I am not blogging that much lately , and I have the talent of finding the moments I have the less time :D
I am sitting here now , it´s Shabbes soon and I still have to tidy up and shower .
Greats are bad and mummy´s mad.
That´s the situation.
My Granny has serious health issues and is not feeling well and I am very worried.
Mum is flying to Lithuania on Sunday and I am staying by myself.
My lovely Sophie ex.

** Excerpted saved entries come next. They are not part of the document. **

/// Matrix from a local east-north-up frame at `origin` to the fixed frame.
///
/// The columns of the rotation part are the east, north and up axes, and the
/// translation is `origin`.  At the poles (`x` and `y` both within `1e-14`
/// of zero) a fixed form keyed on the sign of `z` is returned.
///
/// `ellipsoid` defaults to WGS84.
///
/// # Errors
///
/// [`Error::InvalidArgument`] if `origin` is not finite.
pub fn east_north_up_to_fixed_frame(
    origin: &Vector3<f64>,
    ellipsoid: Option<&Ellipsoid>,
) -> Result<Matrix4<f64>> {
    check_finite_origin(origin)?;

    if is_pole(origin) {
        let sign = sign(origin.z);
        return Ok(Matrix4::new(
            0.0, -sign, 0.0, origin.x, //
            1.0, 0.0, 0.0, origin.y, //
            0.0, 0.0, sign, origin.z, //
            0.0, 0.0, 0.0, 1.0,
        ));
    }

    let ellipsoid = ellipsoid.copied().unwrap_or_default();
    let (normal, tangent, bitangent) = local_axes(origin, &ellipsoid)?;
    Ok(Matrix4::new(
        tangent.x, bitangent.x, normal.x, origin.x, //
        tangent.y, bitangent.y, normal.y, origin.y, //
        tangent.z, bitangent.z, normal.z, origin.z, //
        0.0, 0.0, 0.0, 1.0,
    ))
}

/// Matrix from a local north-east-down frame at `origin` to the fixed frame.
///
/// Same construction as [`east_north_up_to_fixed_frame`] with the columns
/// reordered to north, east and the negated normal.
pub fn north_east_down_to_fixed_frame(
    origin: &Vector3<f64>,
    ellipsoid: Option<&Ellipsoid>,
) -> Result<Matrix4<f64>> {
    check_finite_origin(origin)?;

    if is_pole(origin) {
        let sign = sign(origin.z);
        return Ok(Matrix4::new(
            -sign, 0.0, 0.0, origin.x, //
            0.0, 1.0, 0.0, origin.y, //
            0.0, 0.0, -sign, origin.z, //
            0.0, 0.0, 0.0, 1.0,
        ));
    }

    let ellipsoid = ellipsoid.copied().unwrap_or_default();
    let (normal, tangent, bitangent) = local_axes(origin, &ellipsoid)?;
    Ok(Matrix4::new(
        bitangent.x, tangent.x, -normal.x, origin.x, //
        bitangent.y, tangent.y, -normal.y, origin.y, //
        bitangent.z, tangent.z, -normal.z, origin.z, //
        0.0, 0.0, 0.0, 1.0,
    ))
}

/// Rotation from True Equator Mean Equinox (TEME) to the pseudo-fixed frame.
///
/// GMST is defined on UT1; UTC stands in for it here.  The leap-second
/// offset is removed once, at the count in effect at `time`, so an instant
/// inside an inserted leap second does not fail.
///
/// # Errors
///
/// [`Error::InvalidArgument`] if `time` is not finite.
pub fn compute_teme_to_pseudo_fixed_matrix(time: JulianDate) -> Result<Matrix3<f64>> {
    if !time.is_finite() {
        return Err(Error::invalid_argument("time must be finite"));
    }

    let date_in_utc = time.add_seconds(Seconds::new(-time.tai_minus_utc().value()));
    let utc_day_number = date_in_utc.day_number();
    let utc_seconds_into_day = date_in_utc.seconds_of_day().value();

    // Centuries since J2000 to the preceding UT midnight.
    let diff_days = (utc_day_number - JulianDate::J2000_DAY_NUMBER) as f64;
    let half_day = if utc_seconds_into_day >= SECONDS_PER_DAY * 0.5 {
        0.5
    } else {
        -0.5
    };
    let t = (diff_days + half_day) / JulianDate::JULIAN_CENTURY.value();

    let gmst0 = GMST_CONSTANT_0
        + t * (GMST_CONSTANT_1 + t * (GMST_CONSTANT_2 + t * GMST_CONSTANT_3));
    let angle = (gmst0 * (TAU / SECONDS_PER_DAY)) % TAU;
    let ratio = WGS84_PRECESSING_RATE
        + RATE_COEFFICIENT * (utc_day_number as f64 - (JulianDate::J2000_DAY_NUMBER as f64 + 0.5));
    let seconds_since_midnight =
        (utc_seconds_into_day + SECONDS_PER_DAY * 0.5) % SECONDS_PER_DAY;
    let gha = angle + ratio * seconds_since_midnight;

    let (sin_gha, cos_gha) = gha.sin_cos();
    Ok(Matrix3::new(
        cos_gha, sin_gha, 0.0, //
        -sin_gha, cos_gha, 0.0, //
        0.0, 0.0, 1.0,
    ))
}

/// Inertial-to-fixed rotation at `time`: the provider's ICRF rotation when it
/// has one, else the TEME approximation.
pub fn inertial_to_fixed_matrix(
    time: JulianDate,
    orientation: Option<&dyn EarthOrientation>,
) -> Result<Matrix3<f64>> {
    match orientation.and_then(|provider| provider.icrf_to_fixed(time)) {
        Some(rotation) => Ok(rotation),
        None => compute_teme_to_pseudo_fixed_matrix(time),
    }
}

/// Re-expresses a position given in frame `from` in frame `to`.
pub fn convert_to_reference_frame(
    time: JulianDate,
    value: Vector3<f64>,
    from: ReferenceFrame,
    to: ReferenceFrame,
    orientation: Option<&dyn EarthOrientation>,
) -> Result<Vector3<f64>> {
    if from == to {
        return Ok(value);
    }
    let to_fixed = inertial_to_fixed_matrix(time, orientation)?;
    Ok(match from {
        ReferenceFrame::Inertial => to_fixed * value,
        ReferenceFrame::Fixed => to_fixed.transpose() * value,
    })
}
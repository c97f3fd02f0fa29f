// SPDX-License-Identifier: AGPL-3.0-or-later
// Copyright (C) 2026 Vallés Puig, Ramon

//! Time-varying values.
//!
//! [`Property<T>`] covers the scalar, boolean and colour attributes of path
//! graphics.  Positions have their own richer sum type in
//! [`position`](crate::position), which reuses [`SampledProperty`] for its
//! keyframes.

use std::cmp::Ordering;
use std::fmt;

use nalgebra::Vector3;

use crate::interval::TimeIntervalCollection;
use crate::JulianDate;

/// Frame in which a position value is expressed.
#[derive(Debug, Default, Clone, Copy, PartialEq, Eq, Hash, PartialOrd, Ord)]
#[cfg_attr(feature = "serde", derive(serde::Serialize, serde::Deserialize))]
pub enum ReferenceFrame {
    /// Rotates with the planet.
    #[default]
    Fixed,
    /// Does not rotate with the planet.
    Inertial,
}

impl fmt::Display for ReferenceFrame {
    fn fmt(&self, f: &mut fmt::Formatter<'_>) -> fmt::Result {
        match self {
            ReferenceFrame::Fixed => f.write_str("FIXED"),
            ReferenceFrame::Inertial => f.write_str("INERTIAL"),
        }
    }
}

/// Values that can be blended between two keyframes.
pub trait Interpolate: Clone {
    /// Value at `fraction` (in `[0, 1]`) of the way from `self` to `other`.
    fn interpolate(&self, other: &Self, fraction: f64) -> Self;
}

impl Interpolate for f64 {
    fn interpolate(&self, other: &Self, fraction: f64) -> Self {
        self + (other - self) * fraction
    }
}

impl Interpolate for bool {
    fn interpolate(&self, _other: &Self, _fraction: f64) -> Self {
        *self
    }
}

impl Interpolate for Vector3<f64> {
    fn interpolate(&self, other: &Self, fraction: f64) -> Self {
        self.lerp(other, fraction)
    }
}

/// How a [`SampledProperty`] fills the gap between keyframes.
#[derive(Debug, Default, Clone, Copy, PartialEq, Eq)]
#[cfg_attr(feature = "serde", derive(serde::Serialize, serde::Deserialize))]
pub enum InterpolationAlgorithm {
    #[default]
    Linear,
    /// Keep the earlier keyframe's value until the next one.
    Hold,
}

/// Keyframes `(time, value)` kept in time order.
#[derive(Debug, Clone, PartialEq)]
pub struct SampledProperty<T> {
    times: Vec<JulianDate>,
    values: Vec<T>,
    interpolation: InterpolationAlgorithm,
}

impl<T> Default for SampledProperty<T> {
    fn default() -> Self {
        Self {
            times: Vec::new(),
            values: Vec::new(),
            interpolation: InterpolationAlgorithm::default(),
        }
    }
}

impl<T: Interpolate> SampledProperty<T> {
    pub fn new() -> Self {
        Self::default()
    }

    pub fn with_interpolation(mut self, interpolation: InterpolationAlgorithm) -> Self {
        self.interpolation = interpolation;
        self
    }

    pub fn interpolation(&self) -> InterpolationAlgorithm {
        self.interpolation
    }

    /// Inserts a keyframe, replacing any keyframe at the same time.
    pub fn add_sample(&mut self, time: JulianDate, value: T) {
        let index = self
            .times
            .partition_point(|existing| existing.compare(&time) == Ordering::Less);
        if self
            .times
            .get(index)
            .is_some_and(|existing| existing.compare(&time) == Ordering::Equal)
        {
            self.values[index] = value;
        } else {
            self.times.insert(index, time);
            self.values.insert(index, value);
        }
    }

    /// Inserts every keyframe of `samples`.
    pub fn add_samples(&mut self, samples: impl IntoIterator<Item = (JulianDate, T)>) {
        for (time, value) in samples {
            self.add_sample(time, value);
        }
    }

    /// Keyframe times, ascending.
    pub fn times(&self) -> &[JulianDate] {
        &self.times
    }

    pub fn len(&self) -> usize {
        self.times.len()
    }

    pub fn is_empty(&self) -> bool {
        self.times.is_empty()
    }

    /// Value at `time`; `None` outside the keyframe range.
    pub fn value(&self, time: JulianDate) -> Option<T> {
        let index = self
            .times
            .partition_point(|existing| existing.compare(&time) == Ordering::Less);
        let next = self.times.get(index)?;
        if next.compare(&time) == Ordering::Equal {
            return Some(self.values[index].clone());
        }
        if index == 0 {
            return None;
        }

        let previous = self.times[index - 1];
        let before = &self.values[index - 1];
        match self.interpolation {
            InterpolationAlgorithm::Hold => Some(before.clone()),
            InterpolationAlgorithm::Linear => {
                let span = next.seconds_difference(&previous).value();
                let fraction = time.seconds_difference(&previous).value() / span;
                Some(before.interpolate(&self.values[index], fraction))
            }
        }
    }
}

/// A value over time.
#[derive(Debug, Clone, PartialEq)]
pub enum Property<T> {
    /// The same value at every instant.
    Constant(T),
    /// Interpolated keyframes.
    Sampled(SampledProperty<T>),
    /// Piecewise-constant values; undefined between intervals.
    Intervals(TimeIntervalCollection<T>),
}

impl<T: Interpolate> Property<T> {
    /// Value at `time`, or `None` where the property is undefined.
    pub fn value(&self, time: JulianDate) -> Option<T> {
        match self {
            Property::Constant(value) => Some(value.clone()),
            Property::Sampled(samples) => samples.value(time),
            Property::Intervals(intervals) => {
                intervals.find_data_for_interval_containing(time).cloned()
            }
        }
    }

    pub fn is_constant(&self) -> bool {
        matches!(self, Property::Constant(_))
    }
}

impl<T> From<T> for Property<T> {
    fn from(value: T) -> Self {
        Property::Constant(value)
    }
}

/// Value of an optional property at `time`, else `default`.
pub fn value_or_default<T: Interpolate>(
    property: Option<&Property<T>>,
    time: JulianDate,
    default: T,
) -> T {
    property
        .and_then(|property| property.value(time))
        .unwrap_or(default)
}
// SPDX-License-Identifier: AGPL-3.0-or-later
// Copyright (C) 2026 Vallés Puig, Ramon

//! Reference ellipsoids.
//!
//! An [`Ellipsoid`] is described by its three semi-axes in metres, in the
//! Cartesian fixed frame.  [`Ellipsoid::wgs84`] is the default shape for
//! every transform that takes an optional ellipsoid.

use nalgebra::Vector3;

/// WGS84 equatorial radius, metres.
const WGS84_SEMI_MAJOR: f64 = 6_378_137.0;
/// WGS84 polar radius, metres.
const WGS84_SEMI_MINOR: f64 = 6_356_752.314_245_179_3;

/// Squared distance (in unit-sphere space) under which a point is treated as
/// the centre and projected radially.
const CENTER_TOLERANCE_SQUARED: f64 = 0.1;
const NEWTON_EPSILON: f64 = 1e-12;
const NEWTON_MAX_ITERATIONS: usize = 64;

/// A quadratic surface `(x/a)² + (y/b)² + (z/c)² = 1`.
#[derive(Debug, Clone, Copy, PartialEq)]
#[cfg_attr(feature = "serde", derive(serde::Serialize, serde::Deserialize))]
pub struct Ellipsoid {
    radii: Vector3<f64>,
}

impl Ellipsoid {
    /// Creates an ellipsoid from its semi-axes.
    pub fn new(x: f64, y: f64, z: f64) -> Self {
        Self {
            radii: Vector3::new(x, y, z),
        }
    }

    /// The WGS84 ellipsoid.
    pub fn wgs84() -> Self {
        Self::new(WGS84_SEMI_MAJOR, WGS84_SEMI_MAJOR, WGS84_SEMI_MINOR)
    }

    /// A sphere of radius one.
    pub fn unit_sphere() -> Self {
        Self::new(1.0, 1.0, 1.0)
    }

    #[inline]
    pub fn radii(&self) -> Vector3<f64> {
        self.radii
    }

    #[inline]
    pub fn radii_squared(&self) -> Vector3<f64> {
        self.radii.component_mul(&self.radii)
    }

    #[inline]
    pub fn one_over_radii(&self) -> Vector3<f64> {
        self.radii.map(|r| 1.0 / r)
    }

    #[inline]
    pub fn one_over_radii_squared(&self) -> Vector3<f64> {
        self.radii.map(|r| 1.0 / (r * r))
    }

    /// Unit normal to the surface through the level set containing `position`.
    ///
    /// Returns `None` at the centre, where the normal is undefined.
    pub fn geodetic_surface_normal(&self, position: &Vector3<f64>) -> Option<Vector3<f64>> {
        position
            .component_mul(&self.one_over_radii_squared())
            .try_normalize(0.0)
    }

    /// Projects `position` along the geodetic normal onto the surface.
    ///
    /// Points near the centre are projected radially instead.  Returns `None`
    /// when `position` is the centre itself.
    pub fn scale_to_geodetic_surface(&self, position: &Vector3<f64>) -> Option<Vector3<f64>> {
        let one_over_radii = self.one_over_radii();
        let one_over_radii_squared = self.one_over_radii_squared();

        let scaled = position.component_mul(&one_over_radii);
        let squared = scaled.component_mul(&scaled);
        let squared_norm = squared.sum();
        let ratio = (1.0 / squared_norm).sqrt();
        let intersection = position * ratio;

        if squared_norm < CENTER_TOLERANCE_SQUARED {
            return ratio.is_finite().then_some(intersection);
        }

        let gradient = intersection.component_mul(&one_over_radii_squared) * 2.0;
        let mut lambda = (1.0 - ratio) * position.norm() / (0.5 * gradient.norm());
        let mut correction = 0.0;
        let mut multiplier = Vector3::repeat(1.0);

        for _ in 0..NEWTON_MAX_ITERATIONS {
            lambda -= correction;
            multiplier = one_over_radii_squared.map(|inv| 1.0 / (1.0 + lambda * inv));
            let multiplier2 = multiplier.component_mul(&multiplier);
            let multiplier3 = multiplier2.component_mul(&multiplier);

            let func = squared.dot(&multiplier2) - 1.0;
            if func.abs() <= NEWTON_EPSILON {
                break;
            }
            let denominator = squared
                .component_mul(&multiplier3)
                .dot(&one_over_radii_squared);
            correction = func / (-2.0 * denominator);
        }

        Some(position.component_mul(&multiplier))
    }
}

impl Default for Ellipsoid {
    fn default() -> Self {
        Self::wgs84()
    }
}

Gorelashvili now Kaufman formed the cutest couple with her lovely husband..
More on that l8ter.
What I discovered lately and want to write my post about is:
Did u ever noticed all songs are about love ?
Oh there´s a boy and he doesn´t like me oohhh
I mean is love really the only important thing in life?
SUre we all wanna find the perfect Prince to love and beloved.
To marry and be happy .
BUt there are things that can make u not less happy and also sad.
Friends , Health , People just being kind to you, presents , money , travelling , animals , little children and soo many other stuff.
I kind of lost my happiness , compared to the mood I had 2 month ago I am kind of transforming to an EMo.
It´s just like it´s to much for me.
I guess I didn´t know how bad the world really was for 16 years.
ANd I wish that there was soemeone who had told me that earlier.
Because it´s like I fell into a pool of lies and madness and I have the feeling of drowning .
I talk and talk to people . But I still don´t get the feeling of being understood.
ANd as my mum told me to go to the Psychologist lately ( like kinda joke ) my first thought was :
Mmmh good idea , at least I would´ve someone to talk to.
That´s why I wish that I was 10 years older and had a real friend , my husband to listen to me and tell me he´d be there for me forever and support in anything .
Because I can´t carry this by myself.
I tried sleeping a night about my mood , and I tried sleeping two nights .
Maybe there was one day I smelled the smell of happiness but the day after smelled like dead again.
And it just feels like existing , not like living to me.
And I want to live.
I am drowning.
I am drowning.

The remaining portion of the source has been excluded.